My son has gotten himself into an under-withholding situation for 2017. For many years, he claimed four exemptions on his paycheck even though he was single because he had very large deductions from mortgage, tax and rental loss expenses. He never had any penalty problems on his return because his withholding was always at least 90% of his taxes owed. In late

2016 he sold the rental property and had a large tax bill for 2016 due mainly to having to pay tax on depreciation reclaimed. But again there was no penalty because the withholding he had done in 2016 was more than the taxes he had owed in 2015.

In early 2017, a couple of months after the rental house was sold, he got married and changed his payroll withholding exemptions from single to married. But he left the exemptions alone at four because he incorrectly thought he would still have significant deductions from the mortgage and taxes on a new home and from expected medical expenses, which did not happen. At the end of 2017, he did a dummy tax run for himself and his wife filing jointly and was shocked to realize that they were going to owe the IRS around $3400 in taxes for 2017. The higher than expected amount was mainly a result of him having claimed four exemptions for most of the year and maybe partly also for the fact that he and his wife together were now in a tax bracket where some of his deductions (like mortgage insurance) weren't allowed.

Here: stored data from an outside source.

impl<Sink: TokenSink> Tokenizer<Sink> {
    /// Create a new tokenizer which feeds tokens to a particular `TokenSink`.
    pub fn new(sink: Sink, mut opts: TokenizerOpts) -> Tokenizer<Sink> {
        let start_tag_name = opts
            .last_start_tag_name
            .take()
            .map(|s| StrTendril::from_slice(&s));
        let state = opts.initial_state.unwrap_or(states::Data);
        let discard_bom = opts.discard_bom;
        Tokenizer {
            sink,
            state: Cell::new(state),
            char_ref_tokenizer: RefCell::new(None),
            at_eof: Cell::new(false),
            current_char: Cell::new('\0'),
            reconsume: Cell::new(false),
            ignore_lf: Cell::new(false),
            discard_bom: Cell::new(discard_bom),
            current_tag_kind: Cell::new(StartTag),
            current_tag_name: RefCell::new(StrTendril::new()),
            current_tag_self_closing: Cell::new(false),
            current_tag_attrs: RefCell::new(AttrMap::new()),
            current_attr_name: RefCell::new(StrTendril::new()),
            current_attr_value: RefCell::new(StrTendril::new()),
            current_comment: RefCell::new(StrTendril::new()),
            current_doctype: RefCell::new(Doctype::default()),
            last_start_tag_name: RefCell::new(start_tag_name),
            temp_buf: RefCell::new(StrTendril::new()),
            current_line: Cell::new(1),
        }
    }

    /// Feed input to the tokenizer, consuming as much of it as possible.
    pub fn feed(&self, input: &BufferQueue) -> TokenizerResult {
        if input.is_empty() {
            return TokenizerResult::Done;
        }

        if self.discard_bom.get() {
            match input.peek() {
                Some('\u{feff}') => {
                    input.next();
                },
                Some(_) => (),
                None => return TokenizerResult::Done,
            }
            self.discard_bom.set(false);
        };

        self.run(input)
    }

    fn process_token(&self, token: Token) -> TokenSinkResult {
        self.sink.process_token(token, self.current_line.get())
    }

    fn process_token_and_continue(&self, token: Token) {
        assert!(matches!(
            self.process_token(token),
            TokenSinkResult::Continue
        ));
    }

    /// Input-stream preprocessing for one character: CR and CRLF fold to
    /// LF, the line count advances, and disallowed code points are flagged
    /// (but still delivered).
    fn preprocess(&self, mut c: char, input: &BufferQueue) -> Option<char> {
        if self.ignore_lf.get() {
            self.ignore_lf.set(false);
            if c == '\n' {
                c = input.next()?;
            }
        }

        if c == '\r' {
            self.ignore_lf.set(true);
            c = '\n';
        }

        if c == '\n' {
            self.current_line.set(self.current_line.get() + 1);
        }

        if is_disallowed_code_point(c) {
            self.emit_error(Cow::Owned(format!(
                "Disallowed code point U+{:04X}",
                c as u32
            )));
        }

        trace!("consumed {c:?}");
        self.current_char.set(c);
        Some(c)
    }

    /// One preprocessed character, or the reconsumed one.
    fn get_char(&self, input: &BufferQueue) -> Option<char> {
        if self.reconsume.get() {
            self.reconsume.set(false);
            Some(self.current_char.get())
        } else {
            input.next().and_then(|c| self.preprocess(c, input))
        }
    }

    /// Either one character from `set`, or a run of characters containing
    /// none of them. Runs skip per-character preprocessing, which is safe
    /// because every caller's set includes CR and LF; disallowed code
    /// points inside a run are still flagged here.
    fn pop_except_from(&self, input: &BufferQueue, set: SmallCharSet) -> Option<SetResult> {
        if self.reconsume.get() || self.ignore_lf.get() {
            return self.get_char(input).map(FromSet);
        }

        let popped = input.pop_except_from(set);
        trace!("consumed {popped:?}");
        if let Some(NotFromSet(ref run)) = popped {
            for c in run.chars() {
                if is_disallowed_code_point(c) {
                    self.emit_error(Cow::Owned(format!(
                        "Disallowed code point U+{:04X}",
                        c as u32
                    )));
                }
            }
        }
        match popped {
            Some(FromSet(c)) => self.preprocess(c, input).map(FromSet),
            other => other,
        }
    }

    /// Try to match a literal, consuming it only on a full match. `None`
    /// means the input ended before we could tell; the partial match is
    /// parked in `temp_buf` until more input arrives.
    fn eat(&self, input: &BufferQueue, pat: &str, eq: fn(&u8, &u8) -> bool) -> Option<bool> {
        if self.ignore_lf.get() {
            self.ignore_lf.set(false);
            if self.peek(input) == Some('\n') {
                self.discard_char(input);
            }
        }

        input.push_front(mem::take(&mut self.temp_buf.borrow_mut()));
        match input.eat(pat, eq) {
            None if self.at_eof.get() => Some(false),
            None => {
                while let Some(c) = input.next() {
                    self.temp_buf.borrow_mut().push_char(c);
                }
                None
            },
            Some(matched) => Some(matched),
        }
    }

    /// Step until the input runs dry or the sink interrupts us.
    fn run(&self, input: &BufferQueue) -> TokenizerResult {
        loop {
            match self.step(input) {
                StepResult::Continue => (),
                StepResult::Suspend => break,
                StepResult::ChangeEncoding(e) => {
                    return TokenizerResult::MaybeChangeEncoding(e)
                },
            }
        }
        TokenizerResult::Done
    }

    #[inline]
    fn bad_char_error(&self) {
        let msg = format!(
            "Unexpected character {:?} in {:?}",
            self.current_char.get(),
            self.state.get()
        );
        self.emit_error(Cow::Owned(msg));
    }

    #[inline]
    fn bad_eof_error(&self) {
        let msg = format!("Unexpected end of input in {:?}", self.state.get());
        self.emit_error(Cow::Owned(msg));
    }

    fn emit_char(&self, c: char) {
        self.process_token_and_continue(match c {
            '\0' => NullCharacterToken,
            _ => CharacterTokens(StrTendril::from_char(c)),
        });
    }

    // NUL never goes through here; it always has its own transition.
    fn emit_chars(&self, b: StrTendril) {
        self.process_token_and_continue(CharacterTokens(b));
    }

    fn emit_current_tag(&self) -> StepResult {
        self.finish_attribute();

        let name = self.current_tag_name.borrow().clone();
        self.current_tag_name.borrow_mut().clear();

        match self.current_tag_kind.get() {
            StartTag => {
                *self.last_start_tag_name.borrow_mut() = Some(name.clone());
            },
            EndTag => {
                if !self.current_tag_attrs.borrow().is_empty() {
                    self.emit_error(Borrowed("Attributes on an end tag"));
                }
                if self.current_tag_self_closing.get() {
                    self.emit_error(Borrowed("Self-closing end tag"));
                }
            },
        }

        let token = TagToken(Tag {
            kind: self.current_tag_kind.get(),
            name,
            self_closing: self.current_tag_self_closing.get(),
            attrs: mem::take(&mut self.current_tag_attrs.borrow_mut()),
        });

        // The sink may redirect us after a tag; this is how RCDATA,
        // RAWTEXT, and PLAINTEXT elements take effect.
        match self.process_token(token) {
            TokenSinkResult::Continue => StepResult::Continue,
            TokenSinkResult::Plaintext => {
                self.state.set(states::Plaintext);
                StepResult::Continue
            },
            TokenSinkResult::RawData(kind) => {
                self.state.set(states::RawText(kind));
                StepResult::Continue
            },
            TokenSinkResult::MaybeChangeEncoding(e) => StepResult::ChangeEncoding(e),
        }
    }

    fn emit_temp_buf(&self) {
        let buf = mem::take(&mut *self.temp_buf.borrow_mut());
        self.emit_chars(buf);
    }

    fn clear_temp_buf(&self) {
        self.temp_buf.borrow_mut().clear();
    }

    fn emit_current_comment(&self) {
        let comment = mem::take(&mut *self.current_comment.borrow_mut());
        self.process_token_and_continue(CommentToken(comment));
    }

    fn discard_tag(&self) {
        self.current_tag_name.borrow_mut().clear();
        self.current_tag_self_closing.set(false);
        *self.current_tag_attrs.borrow_mut() = AttrMap::new();
    }

    fn create_tag(&self, kind: TagKind, c: char) {
        self.discard_tag();
        self.current_tag_name.borrow_mut().push_char(c);
        self.current_tag_kind.set(kind);
    }

    fn have_appropriate_end_tag(&self) -> bool {
        match self.last_start_tag_name.borrow().as_ref() {
            Some(last) => {
                (self.current_tag_kind.get() == EndTag)
                    && (**self.current_tag_name.borrow() == **last)
            },
            None => false,
        }
    }

    fn create_attribute(&self, c: char) {
        self.finish_attribute();

        self.current_attr_name.borrow_mut().push_char(c);
    }

    /// Commit the pending attribute to the tag. The first occurrence of a
    /// name wins; repeats are dropped with an error.
    fn finish_attribute(&self) {
        if self.current_attr_name.borrow().is_empty() {
            return;
        }

        let dup = {
            let name = self.current_attr_name.borrow();
            self.current_tag_attrs.borrow().contains(&name)
        };

        if dup {
            self.emit_error(Borrowed("Duplicate attribute"));
            self.current_attr_name.borrow_mut().clear();
            self.current_attr_value.borrow_mut().clear();
        } else {
            let name = mem::take(&mut *self.current_attr_name.borrow_mut());
            let value = mem::take(&mut *self.current_attr_value.borrow_mut());
            self.current_tag_attrs.borrow_mut().insert(&*name, &*value);
        }
    }

    fn emit_current_doctype(&self) {
        let doctype = self.current_doctype.take();
        self.process_token_and_continue(DoctypeToken(doctype));
    }

    fn doctype_id(&self, id: DoctypeId) -> RefMut<'_, Option<StrTendril>> {
        let current_doctype = self.current_doctype.borrow_mut();
        match id {
            DoctypeId::Public => RefMut::map(current_doctype, |d| &mut d.public_id),
            DoctypeId::System => RefMut::map(current_doctype, |d| &mut d.system_id),
        }
    }

    fn clear_doctype_id(&self, id: DoctypeId) {
        let mut value = self.doctype_id(id);
        match *value {
            Some(ref mut s) => s.clear(),
            None => *value = Some(StrTendril::new()),
        }
    }

    fn consume_char_ref(&self) {
        let in_attr = matches!(
            self.state.get(),
            states::AttributeValueDoubleQuoted
                | states::AttributeValueSingleQuoted
                | states::AttributeValueUnquoted
        );
        *self.char_ref_tokenizer.borrow_mut() = Some(Box::new(CharRefTokenizer::new(in_attr)));
    }

    fn emit_eof(&self) {
        self.process_token_and_continue(EOFToken);
    }

    /// The next raw character, without preprocessing or consuming it.
    fn peek(&self, input: &BufferQueue) -> Option<char> {
        if self.reconsume.get() {
            Some(self.current_char.get())
        } else {
            input.peek()
        }
    }

    /// Drop exactly what `peek` would have returned. Raw, like `peek`:
    /// no newline folding happens here.
    fn discard_char(&self, input: &BufferQueue) {
        if self.reconsume.get() {
            self.reconsume.set(false);
        } else {
            input.next();
        }
    }

    fn emit_error(&self, error: Cow<'static, str>) {
        self.process_token_and_continue(ParseError(error));
    }
}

He has now changed his exemptions back to married one for 2018, so their taxes for 2018 and thereafter should be ok. But for 2017, he and his wife will owe a net of $3400 and there will be a penalty because the amount they both withheld in 2017 (which totaled $17,352) was lower than their combined tax liability for 2016 (which was $24,645), which was the year he sold his rental property. Their combined withholding of $17,352 is also less than

90% of their total $20,709 tax liability for 2017.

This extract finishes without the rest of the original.